I. B. Singer was a beloved presence on the American literary scene for so long that it was hard to imagine that this centennial, including the publication of his Collected Stories in three hefty volumes by the Library of America, would tell us anything new about him. I had been reading his novels and stories all my life, as had so many American writers who envied his almost magical fluency, his unexpected fame and his seemingly bottomless knowledge of Jewish folkways. Besides reading his work, I had been raised in one small corner of his world. As a child, living and going to school on Henry Street, just a block from East Broadway, I had probably passed the Forward building a thousand times and eaten in the Garden Cafeteria often enough to have brushed by Singer himself, seated over a cup of coffee and a plate of rice pudding or stewed prunes. I hadn't grown up in Eastern Europe, but I knew the Orthodox world he described like the back of my hand.
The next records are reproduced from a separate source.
impl GridArgs {
    pub fn merge(self, other: Self) -> Self {
        Self {
            shape: self.shape.or(other.shape),
            pixel_scale: self.pixel_scale.or(other.pixel_scale),
            kernel: self.kernel.or(other.kernel),
            kernel_support: self.kernel_support.or(other.kernel_support),
            oversample: self.oversample.or(other.oversample),
            weighting: self.weighting.or(other.weighting),
            taper: self.taper.or(other.taper),
            taper_fwhm: self.taper_fwhm.or(other.taper_fwhm),
            normalisation: self.normalisation.or(other.normalisation),
            no_conjugates: self.no_conjugates || other.no_conjugates,
        }
    }

    fn parse(self) -> Result<(GridParams, ImageNormalisation, bool), ArgsError> {
        let GridArgs {
            shape,
            pixel_scale,
            kernel,
            kernel_support,
            oversample,
            weighting,
            taper,
            taper_fwhm,
            normalisation,
            no_conjugates,
        } = self;

        let (rows, cols) = match shape.ok_or(ArgsError::MissingGridShape)?.as_slice() {
            [n] => (*n, *n),
            [rows, cols] => (*rows, *cols),
            other => return Err(ArgsError::BadGridShape(other.to_vec())),
        };
        let pixel_scale = pixel_scale.ok_or(ArgsError::MissingPixelScale)?;
        let geometry = ImagingGeometry::new(rows, cols, pixel_scale)?;

        let kernel = match kernel {
            Some(k) => {
                let kernel_type: KernelType =
                    parse_name(&k, "kernel", &KERNEL_TYPES_COMMA_SEPARATED)?;
                Kernel::from_type(kernel_type, kernel_support)
            }
            None => Kernel::from_type(KernelType::ProlateSpheroidal, kernel_support),
        };
        let oversample = match oversample {
            Some(o) => NonZeroUsize::new(o).ok_or(ConfigError::Oversample)?,
            None => GridParams::new(geometry).oversample,
        };
        let weighting = match weighting {
            Some(w) => parse_name(&w, "weighting", &WEIGHTINGS_COMMA_SEPARATED)?,
            None => Weighting::default(),
        };
        let taper_type = match taper {
            Some(t) => parse_name(&t, "uv taper", &TAPER_TYPES_COMMA_SEPARATED)?,
            None => UvTaperType::None,
        };
        let taper = match taper_type {
            UvTaperType::None => UvTaper::None,
            UvTaperType::Gaussian => UvTaper::Gaussian {
                fwhm: taper_fwhm.ok_or(ArgsError::MissingTaperFwhm)?,
            },
            UvTaperType::Hann => UvTaper::Hann,
            UvTaperType::Blackman => UvTaper::Blackman,
        };
        let normalisation = match normalisation {
            Some(n) => parse_name(&n, "normalisation", &NORMALISATIONS_COMMA_SEPARATED)?,
            None => ImageNormalisation::default(),
        };

        let grid_params = GridParams {
            geometry,
            kernel,
            oversample,
            weighting,
            taper,
        };
        Ok((grid_params, normalisation, !no_conjugates))
    }
}

#[derive(Debug, Clone, Default, PartialEq, Serialize, Deserialize)]
pub struct DeconvolutionArgs {
    /// The deconvolution algorithm. Default: clean.
    pub algorithm: Option<String>,

    /// Show a progress bar while deconvolving.
    #[serde(default)]
    pub progress_bars: bool,
}

impl DeconvolutionArgs {
    pub fn merge(self, other: Self) -> Self {
        Self {
            algorithm: self.algorithm.or(other.algorithm),
            progress_bars: self.progress_bars || other.progress_bars,
        }
    }
}

#[derive(Debug, Clone, Default, PartialEq, Serialize, Deserialize)]
pub struct CleanArgs {
    /// The loop gain.
    pub gain: Option<f64>,

    /// How the threshold is interpreted. Default: fraction.
    pub threshold_type: Option<String>,

    pub threshold: Option<f64>,

    pub max_iterations: Option<usize>,

    pub stall_window: Option<usize>,

    /// The restoring-beam major-axis FWHM, in the units of the pixel scale.
    /// If not given, a beam is fitted to the dirty beam.
    pub beam_major: Option<f64>,

    /// The restoring-beam minor-axis FWHM. Default: the major axis.
    pub beam_minor: Option<f64>,

    /// The restoring-beam position angle \[radians\]. Default: 0.
    pub beam_pa: Option<f64>,
}

impl CleanArgs {
    pub fn merge(self, other: Self) -> Self {
        Self {
            gain: self.gain.or(other.gain),
            threshold_type: self.threshold_type.or(other.threshold_type),
            threshold: self.threshold.or(other.threshold),
            max_iterations: self.max_iterations.or(other.max_iterations),
            stall_window: self.stall_window.or(other.stall_window),
            beam_major: self.beam_major.or(other.beam_major),
            beam_minor: self.beam_minor.or(other.beam_minor),
            beam_pa: self.beam_pa.or(other.beam_pa),
        }
    }

    fn parse(self) -> Result<CleanParams, ArgsError> {
        let CleanArgs {
            gain,
            threshold_type,
            threshold,
            max_iterations,
            stall_window,
            beam_major,
            beam_minor,
            beam_pa,
        } = self;

        let threshold_type = match threshold_type {
            Some(t) => parse_name(&t, "threshold type", &THRESHOLD_TYPES_COMMA_SEPARATED)?,
            None => ThresholdType::FractionOfPeak,
        };
        let threshold_value = match (threshold_type, threshold) {
            (_, Some(v)) => v,
            (ThresholdType::Absolute, None) => return Err(ArgsError::MissingThreshold),
            (ThresholdType::FractionOfPeak, None) => DEFAULT_CLEAN_THRESHOLD_FRACTION,
            (ThresholdType::NoiseSigma, None) => DEFAULT_CLEAN_THRESHOLD_SIGMA,
        };

        let restoring_beam = match (beam_major, beam_minor, beam_pa) {
            (Some(major), minor, pa) => RestoringBeamSpec::Fixed {
                major,
                minor: minor.unwrap_or(major),
                pa: pa.unwrap_or(0.0),
            },
            (None, None, None) => RestoringBeamSpec::Fit,
            (None, _, _) => return Err(ArgsError::IncompleteRestoringBeam),
        };

        Ok(CleanParams {
            gain: gain.unwrap_or(DEFAULT_LOOP_GAIN),
            threshold: CleanThreshold::from_type(threshold_type, threshold_value),
            max_iterations: max_iterations.unwrap_or(DEFAULT_CLEAN_MAX_ITERATIONS),
            stall_window: stall_window.unwrap_or(DEFAULT_STALL_WINDOW),
            restoring_beam,
        })
    }
}

#[derive(Debug, Clone, Default, PartialEq, Serialize, Deserialize)]
pub struct MemArgs {
    /// The reduced chi-squared to aim for.
    pub target_chi2: Option<f64>,

    /// The fractional tolerance on the target chi-squared.
    pub tolerance: Option<f64>,

    pub entropy_weight: Option<f64>,

    /// The largest change of log-brightness in the first step.
    pub step_size: Option<f64>,

    pub max_iterations: Option<usize>,

    pub stall_window: Option<usize>,

    /// Chi-squared above this many times the target at a stall means the
    /// target is unreachable.
    pub unreachable_factor: Option<f64>,
}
Yet when I sat down this summer to look at Singer's work again, I was overcome by an ineffable sense of strangeness, as if, in the years since his death in 1991, he had become a visitor from another planet--a feeling he himself intensely experienced when he landed here in 1935. His world, which already seemed exotic when he first broke upon the literary scene in the 1950s, had now grown unimaginably remote. Not only his dybbuks and demons but the people themselves belonged not simply to another continent but to another cosmos, a distant century. Yet even now, because of his preternaturally sharp memory, graphic fantasy life and huge storytelling skill, they soon became wonderfully immediate, almost leaping off the page. Instead of casually browsing through his work I found myself cascading from book to book, story to story, instantly gripped by whatever he portrayed.
Every reader seems to agree: A Singer story pulls us right in. It never slows down to bathe us in atmosphere or pauses to analyze the characters' motives and feelings. It unfolds in swift strokes, like flashes of lightning. In their speed and narrative economy, in their rich oral quality, his stories remind us of folk tales or legends, seemingly conventional yet daringly heterodox, and crafted by a cunning verbal artist. They're relentlessly driven less by plot than by Singer's almost prurient fascination with the oddities of human behavior. By some peculiar paradox, he seems at once the most traditional and the most modern of twentieth-century writers.